2-Drug Combination Turned Down by FDA, but Company Plans to Try Again
The report published in The Lancet includes all the data that was already presented to the FDA last July by Vivus, the company developing the drug combination, Gadde says. However, he says, "this is the first time the data are presented in a peer-reviewed journal."
In July, an FDA expert advisory panel recommended against approval of Qnexa.
Since the rejection by the FDA advisory panel, the company has been addressing the concerns, says Peter Tam, the president of Vivus, which funded the study.
One concern is the use of topiramate, linked with birth defects such as cleft lip and cleft palate, by women who may become pregnant. Vivus is in discussion with the FDA now about how to address those concerns, Tam says.
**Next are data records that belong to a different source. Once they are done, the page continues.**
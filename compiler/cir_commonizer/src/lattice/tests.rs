use cir_ir::{Modality, Visibility};

use super::*;

fn fact(visibility: Visibility) -> VisibilityFact {
    VisibilityFact {
        visibility,
        is_virtual: false,
    }
}

fn virtual_fact(visibility: Visibility) -> VisibilityFact {
    VisibilityFact {
        visibility,
        is_virtual: true,
    }
}

// === Lowering ===

#[test]
fn lowering_picks_least_permissive() {
    let facts = [
        fact(Visibility::Public),
        fact(Visibility::Internal),
        fact(Visibility::Public),
    ];
    assert_eq!(lower_visibility(&facts), Ok(Some(Visibility::Internal)));
}

#[test]
fn lowering_is_order_independent() {
    let orders = [
        [Visibility::Public, Visibility::Protected],
        [Visibility::Protected, Visibility::Public],
    ];
    for order in orders {
        let facts: Vec<_> = order.into_iter().map(fact).collect();
        assert_eq!(lower_visibility(&facts), Ok(Some(Visibility::Protected)));
    }
}

#[test]
fn lowering_rejects_private() {
    assert_eq!(lower_visibility(&[fact(Visibility::Private)]), Ok(None));
    assert_eq!(
        lower_visibility(&[fact(Visibility::Public), fact(Visibility::Private)]),
        Ok(None)
    );
}

#[test]
fn lowering_rejects_incomparable() {
    assert_eq!(
        lower_visibility(&[fact(Visibility::Protected), fact(Visibility::Internal)]),
        Ok(None)
    );
}

#[test]
fn lowering_rejects_differing_virtual_members() {
    assert_eq!(
        lower_visibility(&[virtual_fact(Visibility::Public), fact(Visibility::Internal)]),
        Ok(None)
    );
    assert_eq!(
        lower_visibility(&[fact(Visibility::Internal), virtual_fact(Visibility::Public)]),
        Ok(None)
    );
    // Identical visibilities are fine for virtual members.
    assert_eq!(
        lower_visibility(&[virtual_fact(Visibility::Public), virtual_fact(Visibility::Public)]),
        Ok(Some(Visibility::Public))
    );
}

// === Equalizing ===

#[test]
fn equalizing_requires_identical() {
    assert_eq!(
        equalize_visibility(&[Visibility::Internal, Visibility::Internal]),
        Ok(Some(Visibility::Internal))
    );
    assert_eq!(
        equalize_visibility(&[Visibility::Public, Visibility::Internal]),
        Ok(None)
    );
}

#[test]
fn equalizing_rejects_private() {
    assert_eq!(
        equalize_visibility(&[Visibility::Private, Visibility::Private]),
        Ok(None)
    );
}

// === Modality ===

#[test]
fn modality_requires_equality() {
    assert_eq!(
        commonize_modality(&[Modality::Open, Modality::Open]),
        Some(Modality::Open)
    );
    assert_eq!(commonize_modality(&[Modality::Open, Modality::Final]), None);
    assert_eq!(commonize_modality(&[]), None);
}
"Our goal is to resubmit the new drug applications by the end of 2011," he says.
Qnexa: Study Details
For the study, researchers enrolled 2,487 participants, assigning them randomly to take either placebo pills or two different doses of the drug combination during the 56-week study.
In all, 2,448 patients were evaluated. This included 979 on placebo, 488 on the lower-dose regimen, and 981 on the higher dose. The lower dose included 7.5 milligrams of phentermine and 46 milligrams of topiramate. The higher dose was 15 milligrams of phentermine and 92 milligrams of topiramate.
To be eligible, patients had to have a body mass index of 27 to 45. No lower limit of BMI was in place for participants with diabetes. They also had to have two or more obesity-related conditions, such as high blood pressure or type 2 diabetes managed with lifestyle changes and/or the drug metformin.